As an avid listener of the Talk Python To Me podcast, I was always amazed by how many libraries existed that I had never heard of. The perpetual discovery of these new libraries, which would have made my life so-much-easier last week, provided the motivation for PyChart. Wouldn't it be great if you could see which libraries other people use when they use X.
How it works
First there is a big database of all the public Python repositories available on Github (thanks to ghtorrent.org). For each of the repositories we add a job to an AWS SQS queue. A distributed set of servers (some AWS Spot instances) pick one message at a time from the queue and clone the repository.
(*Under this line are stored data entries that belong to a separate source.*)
//! # seed
//!
//! Fills an empty users database with demo names for local development.
//!
//! ```bash
//! cargo run -p shop-db --bin seed
//! cargo run -p shop-db --bin seed -- --db ./database/users.db --count 25
//! ```
//!
//! Names repeat with a round suffix ("Alice 2") past the tenth user. A
//! database that already holds users is left alone.

use shop_db::{Database, DbConfig};

const DEMO_USERS: [&str; 10] = [
    "Alice", "Bob", "Carol", "Dave", "Eve", "Frank", "Grace", "Heidi", "Ivan", "Judy",
];

const DEFAULT_DB: &str = "./database/users.db";

struct SeedArgs {
    db_path: String,
    count: usize,
}

enum Command {
    Seed(SeedArgs),
    Help,
}

fn parse_args(mut args: impl Iterator<Item = String>) -> Result<Command, String> {
    let mut seed = SeedArgs {
        db_path: DEFAULT_DB.to_string(),
        count: DEMO_USERS.len(),
    };

    while let Some(flag) = args.next() {
        match flag.as_str() {
            "--db" | "-d" => {
                seed.db_path = args.next().ok_or("--db needs a path")?;
            }
            "--count" | "-c" => {
                let value = args.next().ok_or("--count needs a number")?;
                seed.count = value
                    .parse()
                    .map_err(|_| format!("--count: '{}' is not a number", value))?;
            }
            "--help" | "-h" => return Ok(Command::Help),
            other => return Err(format!("unknown argument '{}'", other)),
        }
    }

    Ok(Command::Seed(seed))
}

fn demo_name(index: usize) -> String {
    let base = DEMO_USERS[index % DEMO_USERS.len()];
    match index / DEMO_USERS.len() {
        0 => base.to_string(),
        round => format!("{} {}", base, round + 1),
    }
}

fn print_help() {
    println!("seed: insert demo users into an empty users database");
    println!();
    println!("  -d, --db <PATH>    database file (default: {})", DEFAULT_DB);
    println!("  -c, --count <N>    users to insert (default: {})", DEMO_USERS.len());
    println!("  -h, --help         print this text");
}

#[tokio::main]
async fn main() -> Result<(), Box<dyn std::error::Error>> {
    let args = match parse_args(std::env::args().skip(1))? {
        Command::Help => {
            print_help();
            return Ok(());
        }
        Command::Seed(args) => args,
    };

    let db = Database::new(DbConfig::new(&args.db_path)).await?;
    let users = db.users();

    let existing = users.count().await?;
    if existing > 0 {
        println!("{} already has {} users, nothing to do", args.db_path, existing);
        db.close().await;
        return Ok(());
    }

    let mut inserted = 0usize;
    for index in 0..args.count {
        let name = demo_name(index);
        match users.create(&name).await {
            Ok(user) => {
                inserted += 1;
                println!("  #{:<4} {}", user.id, user.name);
            }
            Err(e) => eprintln!("  could not insert {}: {}", name, e),
        }
    }

    println!("Inserted {} of {} users into {}", inserted, args.count, args.db_path);
    db.close().await;
    Ok(())
}
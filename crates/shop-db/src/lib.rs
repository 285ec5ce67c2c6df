//! # shop-db
//!
//! SQLite storage for the users server, through sqlx.
//!
//! ```text
//!  users-api handlers          seed binary
//!          │                       │
//!          └──────► Database ◄─────┘
//!                      │  .users()
//!                      ▼
//!               UserRepository ──► users table (migrations/sqlite/001_users.sql)
//! ```
//!
//! Everything is async and goes through one [`Database`] handle, which owns
//! the pool. Schema changes live in embedded migrations applied on open.
//!
//! ```rust,ignore
//! use shop_db::{Database, DbConfig};
//!
//! let db = Database::new(DbConfig::new("database/users.db")).await?;
//! let alice = db.users().create("Alice").await?;
//! assert!(db.users().get_by_id(alice.id).await?.is_some());
//! ```

// =============================================================================
// Module Declarations
// =============================================================================

pub mod error;
pub mod migrations;
pub mod pool;
pub mod repository;

// =============================================================================
// Re-exports
// =============================================================================

pub use error::{DbError, DbResult};
pub use pool::{Database, DbConfig};

pub use repository::user::{NewAccount, User, UserRepository};
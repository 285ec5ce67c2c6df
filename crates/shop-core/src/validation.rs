//! # Registration Form Validation
//!
//! Field rules for the sign-up form.
//!
//! ## Field Rules
//! ```text
//! ┌─────────────────────────────────────────────────────────────────────────┐
//! │  Field              Checks (in order, first failure wins)               │
//! │  ─────              ─────────────────────────────────────               │
//! │  Name               non-blank, >= 2 chars                               │
//! │  Username           non-blank, >= 3 chars, no spaces                    │
//! │  Email              non-blank, contains '@' and '.'                     │
//! │  Password           non-blank, >= 6 chars, a digit, an uppercase letter │
//! │  Confirm password   non-blank, equals Password                          │
//! │  Credit card        see crate::card                                     │
//! └─────────────────────────────────────────────────────────────────────────┘
//! ```
//!
//! Every field is checked on submit, so the form can show all messages at
//! once. The server runs the same rules again on the request it receives.

use serde::{Deserialize, Serialize};

use crate::card::{self, CardNumber};
use crate::error::{LengthUnit, ValidationError};
use crate::types::RegistrationRequest;

/// Result type for validation operations.
pub type ValidationResult<T> = Result<T, ValidationError>;

const MIN_NAME_CHARS: usize = 2;
const MIN_USERNAME_CHARS: usize = 3;
const MIN_PASSWORD_CHARS: usize = 6;

// =============================================================================
// Field Validators
// =============================================================================

fn require(field: &str, value: &str) -> ValidationResult<()> {
    if value.trim().is_empty() {
        return Err(ValidationError::Required {
            field: field.to_string(),
        });
    }
    Ok(())
}

fn min_chars(field: &str, value: &str, min: usize) -> ValidationResult<()> {
    if value.chars().count() < min {
        return Err(ValidationError::TooShort {
            field: field.to_string(),
            min,
            unit: LengthUnit::Characters,
        });
    }
    Ok(())
}

fn invalid(field: &str, reason: &str) -> ValidationError {
    ValidationError::InvalidFormat {
        field: field.to_string(),
        reason: reason.to_string(),
    }
}

pub fn validate_name(name: &str) -> ValidationResult<()> {
    require("Name", name)?;
    min_chars("Name", name, MIN_NAME_CHARS)
}

pub fn validate_username(username: &str) -> ValidationResult<()> {
    require("Username", username)?;
    min_chars("Username", username, MIN_USERNAME_CHARS)?;
    if username.contains(' ') {
        return Err(invalid("Username", "cannot contain spaces"));
    }
    Ok(())
}

/// Deliberately loose: only '@' and '.' are required.
pub fn validate_email(email: &str) -> ValidationResult<()> {
    require("Email", email)?;
    if !email.contains('@') || !email.contains('.') {
        return Err(invalid("Email", "must be a valid email address"));
    }
    Ok(())
}

pub fn validate_password(password: &str) -> ValidationResult<()> {
    require("Password", password)?;
    min_chars("Password", password, MIN_PASSWORD_CHARS)?;
    if !password.chars().any(|c| c.is_ascii_digit()) {
        return Err(invalid("Password", "must contain at least one digit"));
    }
    if !password.chars().any(char::is_uppercase) {
        return Err(invalid("Password", "must contain at least one uppercase letter"));
    }
    Ok(())
}

pub fn validate_confirm_password(password: &str, confirm: &str) -> ValidationResult<()> {
    require("Confirm password", confirm)?;
    if password != confirm {
        return Err(ValidationError::Mismatch {
            field: "Confirm password".to_string(),
        });
    }
    Ok(())
}

pub fn validate_credit_card(raw: &str) -> ValidationResult<()> {
    card::validate_card_number(raw)
}

/// Re-checks a request that arrived over the wire.
///
/// There is no confirm-password field at this point. Returns the first
/// failure in field order.
pub fn validate_request(request: &RegistrationRequest) -> ValidationResult<()> {
    validate_name(&request.name)?;
    validate_username(&request.username)?;
    validate_email(&request.email)?;
    validate_password(&request.password)?;
    validate_credit_card(&request.credit_card)
}

// =============================================================================
// Registration Form
// =============================================================================

/// Raw contents of the sign-up form.
#[derive(Debug, Clone, Default, PartialEq, Eq, Serialize, Deserialize)]
#[serde(rename_all = "camelCase")]
pub struct RegistrationForm {
    pub name: String,
    pub username: String,
    pub email: String,
    pub password: String,
    pub confirm_password: String,
    /// As typed, spaces included.
    pub credit_card: String,
    #[serde(default, skip_serializing_if = "Option::is_none")]
    pub rsa_public_key: Option<String>,
    #[serde(default, skip_serializing_if = "Option::is_none")]
    pub ec_public_key: Option<String>,
}

impl RegistrationForm {
    /// Runs every field validator.
    ///
    /// ## Example
    /// ```rust
    /// use shop_core::RegistrationForm;
    ///
    /// let form = RegistrationForm {
    ///     name: "Ana Silva".into(),
    ///     username: "ana".into(),
    ///     email: "ana@example.com".into(),
    ///     password: "Secret1".into(),
    ///     confirm_password: "Secret1".into(),
    ///     credit_card: "4532 0151 1283 0366".into(),
    ///     ..Default::default()
    /// };
    /// assert!(form.validate().is_valid());
    /// ```
    pub fn validate(&self) -> FormReport {
        FormReport {
            name: validate_name(&self.name).err(),
            username: validate_username(&self.username).err(),
            email: validate_email(&self.email).err(),
            password: validate_password(&self.password).err(),
            confirm_password: validate_confirm_password(&self.password, &self.confirm_password)
                .err(),
            credit_card: validate_credit_card(&self.credit_card).err(),
        }
    }

    /// Validates and builds the request body.
    ///
    /// The card travels as its digit string; the confirm field is dropped.
    pub fn into_request(self) -> Result<RegistrationRequest, FormReport> {
        let report = self.validate();
        if !report.is_valid() {
            return Err(report);
        }

        let card = CardNumber::parse(&self.credit_card).map_err(|_| report)?;

        Ok(RegistrationRequest {
            name: self.name,
            username: self.username,
            email: self.email,
            password: self.password,
            credit_card: card.into_digits(),
            rsa_public_key: self.rsa_public_key,
            ec_public_key: self.ec_public_key,
        })
    }
}

/// Per-field outcome of [`RegistrationForm::validate`].
#[derive(Debug, Clone, Default, PartialEq, Eq)]
pub struct FormReport {
    pub name: Option<ValidationError>,
    pub username: Option<ValidationError>,
    pub email: Option<ValidationError>,
    pub password: Option<ValidationError>,
    pub confirm_password: Option<ValidationError>,
    pub credit_card: Option<ValidationError>,
}

impl FormReport {
    pub fn is_valid(&self) -> bool {
        self.errors().is_empty()
    }

    /// Failing fields in form order.
    pub fn errors(&self) -> Vec<&ValidationError> {
        [
            &self.name,
            &self.username,
            &self.email,
            &self.password,
            &self.confirm_password,
            &self.credit_card,
        ]
        .into_iter()
        .flatten()
        .collect()
    }
}

// =============================================================================
// Unit Tests
// =============================================================================
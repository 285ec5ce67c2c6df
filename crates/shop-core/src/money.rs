//! # Money
//!
//! Prices and totals as whole euro cents.
//!
//! ```text
//! Product.price ──► CartEntry::line_total() ──► Cart::total_price()
//!       ▲               (price × quantity)         (Σ line totals)
//!       │
//!       └── QR payload: priceEuros * 100 + priceCents
//! ```
//!
//! Cart arithmetic saturates at the `i64` bounds instead of wrapping or
//! panicking, so adding to a cart stays infallible.
//!
//! ```rust
//! use shop_core::money::Money;
//!
//! let line = Money::from_cents(399) * 3;
//! assert_eq!(line.cents(), 1197);
//! assert_eq!(line.to_string(), "€11.97");
//! ```

use std::fmt;
use std::iter::Sum;
use std::ops::{Add, AddAssign, Mul, Sub, SubAssign};

use serde::{Deserialize, Serialize};

/// An amount in euro cents. Serializes as the bare integer.
#[derive(
    Debug, Clone, Copy, Default, PartialEq, Eq, PartialOrd, Ord, Hash, Serialize, Deserialize,
)]
#[serde(transparent)]
pub struct Money(i64);

impl Money {
    pub const fn from_cents(cents: i64) -> Self {
        Money(cents)
    }

    pub const fn zero() -> Self {
        Money(0)
    }

    pub const fn cents(&self) -> i64 {
        self.0
    }

    /// Whole euros, truncated toward zero.
    ///
    /// ```rust
    /// use shop_core::money::Money;
    ///
    /// assert_eq!(Money::from_cents(1099).euros(), 10);
    /// assert_eq!(Money::from_cents(-550).euros(), -5);
    /// ```
    pub const fn euros(&self) -> i64 {
        self.0 / 100
    }

    /// The 0..=99 remainder shown after the decimal point.
    pub const fn cents_part(&self) -> i64 {
        (self.0 % 100).abs()
    }

    pub const fn is_zero(&self) -> bool {
        self.0 == 0
    }

    pub const fn is_positive(&self) -> bool {
        self.0 > 0
    }

    pub const fn is_negative(&self) -> bool {
        self.0 < 0
    }

    /// Unit price times a line quantity.
    ///
    /// ```rust
    /// use shop_core::money::Money;
    ///
    /// let bananas = Money::from_cents(249);
    /// assert_eq!(bananas.multiply_quantity(3).cents(), 747);
    /// ```
    pub const fn multiply_quantity(&self, quantity: i64) -> Self {
        Money(self.0.saturating_mul(quantity))
    }
}

/// `€3.50`, `-€5.50`.
impl fmt::Display for Money {
    fn fmt(&self, f: &mut fmt::Formatter<'_>) -> fmt::Result {
        if self.is_negative() {
            f.write_str("-")?;
        }
        write!(f, "€{}.{:02}", self.euros().unsigned_abs(), self.cents_part())
    }
}

impl Add for Money {
    type Output = Money;

    fn add(self, rhs: Money) -> Money {
        Money(self.0.saturating_add(rhs.0))
    }
}

impl AddAssign for Money {
    fn add_assign(&mut self, rhs: Money) {
        *self = *self + rhs;
    }
}

impl Sub for Money {
    type Output = Money;

    fn sub(self, rhs: Money) -> Money {
        Money(self.0.saturating_sub(rhs.0))
    }
}

impl SubAssign for Money {
    fn sub_assign(&mut self, rhs: Money) {
        *self = *self - rhs;
    }
}

impl Mul<i64> for Money {
    type Output = Money;

    fn mul(self, quantity: i64) -> Money {
        self.multiply_quantity(quantity)
    }
}

impl Sum for Money {
    fn sum<I: Iterator<Item = Money>>(iter: I) -> Self {
        iter.fold(Money::zero(), Add::add)
    }
}

// =============================================================================
// Unit Tests
// =============================================================================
This repository is then parsed and all the import statements analysed. A JSON encode file containing all the libraries seen with other libraries is created and saved to an AWS S3 bucket before the next message is taken from the queue.
The control server (the one which creates the messages) downloads all the JSON files and updates a graph database (Neo4j). Every Python library is represented as a node and the 'seen with' relationship as an edge. This graph is then analysed to create an individual JSON file for each library (example below). The file holds a list of every other library which the focus library has been seen with and how often. These files are pushed to another AWS S3 bucket from which CloudFront provides CDN access. The PyChart website is hosted on a number of Heroku Dynos which retrieve library information from the CDN.